Surprisingly, non-oceanic fog accounted for more than half of the total fog events in the Namib during the one-year period of the study. Fog derived from groundwater was the most important locally generated fog, serving as the source of more than a quarter of desert fog. Soil water, which comes from precipitation and is below the surface but located higher than the water table, also turns out to be an unexpected source of moisture.
In the desert cave, microbes feed on water, rocks, air
Arid lands, which in addition to deserts include parched but non-desert areas of the Great Plains and southwestern United States, cover about 40 percent of the earth’s surface and are home to about 2.5 billion people. With global warming, more and more areas in the United States and around the world are becoming drier and more desert-like.
“Dryland ecosystems have some of the lowest annual precipitation amounts on Earth,” says Tom Torgersen, a program manager in the Earth Sciences division of the National Science Foundation, which funded the work. “To survive, these ecosystems recycle water in the form of fog and dew. In the driest places on the planet, even seemingly minor components of the water cycle, such as fog and dew, become major and are essential to keeping the environment alive and functioning.
Much more rain once fell on the Sahara
Like other dryland ecosystems around the world, the Namib is likely to experience changes in its hydrological cycle in response to global climate change. Considering the abundance and importance of fog and dew in this desert, it provides an ideal location for studying non-stormwater.
Many parts of the Namib receive virtually no rain.
The Namib, which borders the Atlantic Ocean for 1,243 miles with temperatures ranging from less than 32 ° F (0 ° C) to 140 ° F (60 ° C), is almost completely devoid of surface water. Many parts of the Namib receive virtually no rain. Some years are without rain; other years there may only be an inch or two of rain, although some areas can receive as much as four inches. But the Namib is home to a wide variety of specially adapted organisms, such as a fog beetle. It is believed that most plants and animals in Namib derive moisture from fog or dew during periods without rain in order to survive.

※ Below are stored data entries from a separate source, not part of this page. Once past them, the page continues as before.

//! airban CLI - prohibited travel items catalog builder
//!
//! A command-line tool for building, refining, and repairing the static
//! catalog artifacts served by the items web application.

use airban::{
    assign_sub_categories, build_from_paths, build_taxonomy, repair_file, BuildOptions, Catalog,
};
use clap::{Parser, Subcommand};
use colored::*;
use indicatif::{ProgressBar, ProgressStyle};
use std::fs;
use std::path::PathBuf;

/// Prohibited travel items catalog pipeline
#[derive(Parser)]
#[command(
    name = "airban",
    author = "airban",
    version,
    about = "Build the prohibited travel items catalog from spreadsheet exports",
    long_about = "airban - prohibited travel items catalog pipeline.\n\n\
                  Reconciles the authority ban list with the search-term list\n\
                  into static JSON artifacts for the items web application.\n\n\
                  Usage:\n  \
                  airban build -a authority.csv -t terms.csv   Build catalog + autocomplete\n  \
                  airban categories                            Assign sub-categories, emit taxonomy\n  \
                  airban repair                                Re-shape a catalog file canonically"
)]
struct Cli {
    #[command(subcommand)]
    command: Commands,
}

#[derive(Subcommand)]
enum Commands {
    /// Build the catalog and autocomplete artifacts from the two CSV sources
    Build {
        /// Authority ban-list CSV (GUBUN/CARRY_BAN/CABIN/TRUST columns)
        #[arg(short, long)]
        authority: PathBuf,

        /// Search-term frequency CSV
        #[arg(short, long)]
        terms: PathBuf,

        /// Output directory for the JSON artifacts
        #[arg(short, long, default_value = "data")]
        out_dir: PathBuf,

        /// Jurisdiction code keying rule summaries
        #[arg(long, default_value = "KR")]
        country: String,

        /// Citation recorded for every item (default: the KR authority source)
        #[arg(long)]
        citation: Option<String>,
    },

    /// Assign sub-categories in place and emit the category taxonomy
    Categories {
        /// Catalog file to refine
        #[arg(default_value = "data/items.kr.json")]
        items: PathBuf,

        /// Taxonomy output path (default: categories.<cc>.json next to the catalog)
        #[arg(short, long)]
        out: Option<PathBuf>,
    },

    /// Re-shape a catalog file into the canonical field layout
    Repair {
        /// Catalog file to repair in place
        #[arg(default_value = "data/items.kr.json")]
        items: PathBuf,
    },

    /// Show catalog statistics
    Info {
        /// Catalog file to inspect
        #[arg(default_value = "data/items.kr.json")]
        items: PathBuf,
    },

    /// Show version information
    Version,
}

fn main() {
    let cli = Cli::parse();

    if let Err(e) = run(cli) {
        eprintln!("{}: {}", "Error".red().bold(), e);
        std::process::exit(1);
    }
}

fn run(cli: Cli) -> Result<(), Box<dyn std::error::Error>> {
    match cli.command {
        Commands::Build {
            authority,
            terms,
            out_dir,
            country,
            citation,
        } => {
            let pb = create_spinner("Reading source exports...");

            let mut options = BuildOptions::new().with_country(&country);
            if let Some(citation) = citation {
                options = options.with_source_citation(citation);
            }

            let artifacts = build_from_paths(&authority, &terms, &options)?;

            pb.set_message("Writing artifacts...");
            fs::create_dir_all(&out_dir)?;
            let cc = country.to_lowercase();
            let items_path = out_dir.join(format!("items.{}.json", cc));
            let ac_path = out_dir.join(format!("autocomplete.{}.json", cc));
            artifacts.catalog.save(&items_path)?;
            artifacts.autocomplete.save(&ac_path)?;

            pb.finish_and_clear();
            println!(
                "{} Generated {} items -> {}",
                "✓".green().bold(),
                artifacts.catalog.items.len(),
                items_path.display()
            );
            println!(
                "{} Generated {} terms -> {}",
                "✓".green().bold(),
                artifacts.autocomplete.terms.len(),
                ac_path.display()
            );
        }

        Commands::Categories { items, out } => {
            let pb = create_spinner("Refining sub-categories...");

            let mut catalog = Catalog::load(&items)?;
            assign_sub_categories(&mut catalog);
            let taxonomy = build_taxonomy(&catalog);
            catalog.save(&items)?;

            let out = out.unwrap_or_else(|| {
                let parent = items.parent().unwrap_or(std::path::Path::new("."));
                parent.join(format!("categories.{}.json", catalog.country.to_lowercase()))
            });
            taxonomy.save(&out)?;

            pb.finish_and_clear();
            println!(
                "{} Updated sub-categories in {}",
                "✓".green().bold(),
                items.display()
            );
            println!(
                "{} Generated {} categories -> {}",
                "✓".green().bold(),
                taxonomy.categories.len(),
                out.display()
            );
        }

        Commands::Repair { items } => {
            let pb = create_spinner("Repairing catalog...");

            let count = repair_file(&items)?;

            pb.finish_and_clear();
            println!(
                "{} Normalized {} items in {}",
                "✓".green().bold(),
                count,
                items.display()
            );
        }

        Commands::Info { items } => {
            let catalog = Catalog::load(&items)?;

            println!("{}", "Catalog Information".cyan().bold());
            println!("{}", "─".repeat(40));
            println!("{}: {}", "File".bold(), items.display());
            println!("{}: {}", "Country".bold(), catalog.country);
            println!("{}: {}", "Items".bold(), catalog.items.len());

            let published = catalog.items.iter().filter(|i| i.published).count();
            println!("{}: {}", "Published".bold(), published);
            let translated = catalog.items.iter().filter(|i| i.name_en.is_some()).count();
            println!("{}: {}", "With English name".bold(), translated);

            let mut per_category: Vec<(String, usize)> = Vec::new();
            for item in &catalog.items {
                let name = item.primary_category.to_string();
                match per_category.iter_mut().find(|(n, _)| *n == name) {
                    Some((_, count)) => *count += 1,
                    None => per_category.push((name, 1)),
                }
            }
            per_category.sort_by(|a, b| b.1.cmp(&a.1).then_with(|| a.0.cmp(&b.0)));

            println!("\n{}", "Primary Categories".cyan().bold());
            println!("{}", "─".repeat(40));
            for (name, count) in per_category {
                println!("{}: {}", name.bold(), count);
            }
        }

        Commands::Version => {
            print_version();
        }
    }

    Ok(())
}

fn print_version() {
    println!("{} {}", "airban".green().bold(), env!("CARGO_PKG_VERSION"));
    println!("Prohibited travel items catalog pipeline");
    println!();
    println!("Artifacts: items, autocomplete, categories (static JSON)");
    println!("Repository: https://github.com/airban/airban");
}

fn create_spinner(message: &str) -> ProgressBar {
    let pb = ProgressBar::new_spinner();
    pb.set_style(
        ProgressStyle::default_spinner()
            .tick_strings(&["⠋", "⠙", "⠹", "⠸", "⠼", "⠴", "⠦", "⠧", "⠇", "⠏"])
            .template("{spinner:.blue} {msg}")
            .unwrap(),
    );
    pb.set_message(message.to_string());
    pb.enable_steady_tick(std::time::Duration::from_millis(100));
    pb
}

#[cfg(test)]
mod tests {
    use super::*;

    #[test]
    fn test_cli_parse() {
        use clap::CommandFactory;
        Cli::command().debug_assert();
    }

    #[test]
    fn test_build_args() {
        let cli = Cli::parse_from([
            "airban", "build", "-a", "authority.csv", "-t", "terms.csv", "--country", "KR",
        ]);
        match cli.command {
            Commands::Build {
                authority,
                terms,
                out_dir,
                country,
                citation,
            } => {
                assert_eq!(authority, PathBuf::from("authority.csv"));
                assert_eq!(terms, PathBuf::from("terms.csv"));
                assert_eq!(out_dir, PathBuf::from("data"));
                assert_eq!(country, "KR");
                assert!(citation.is_none());
            }
            _ => panic!("Expected build command"),
        }
    }

    #[test]
    fn test_repair_default_path() {
        let cli = Cli::parse_from(["airban", "repair"]);
        match cli.command {
            Commands::Repair { items } => {
                assert_eq!(items, PathBuf::from("data/items.kr.json"));
            }
            _ => panic!("Expected repair command"),
        }
    }
}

Fog is made up of tiny droplets of water suspended in the air, and dew is made up of tiny droplets that form on the surface of plants, soil, and other ground objects.
Wang used analysis for stable isotopes in water – the same element with different numbers of neutrons in nuclei such as hydrogen and oxygen – to trace the origins of non-rainwater. In his future research, he plans to explore the mechanisms by which groundwater and soil water turn into fog and dew. The long-term goal is to expand this ecohydrological research beyond the Namib on a global scale.
The study appears in Scientists progress.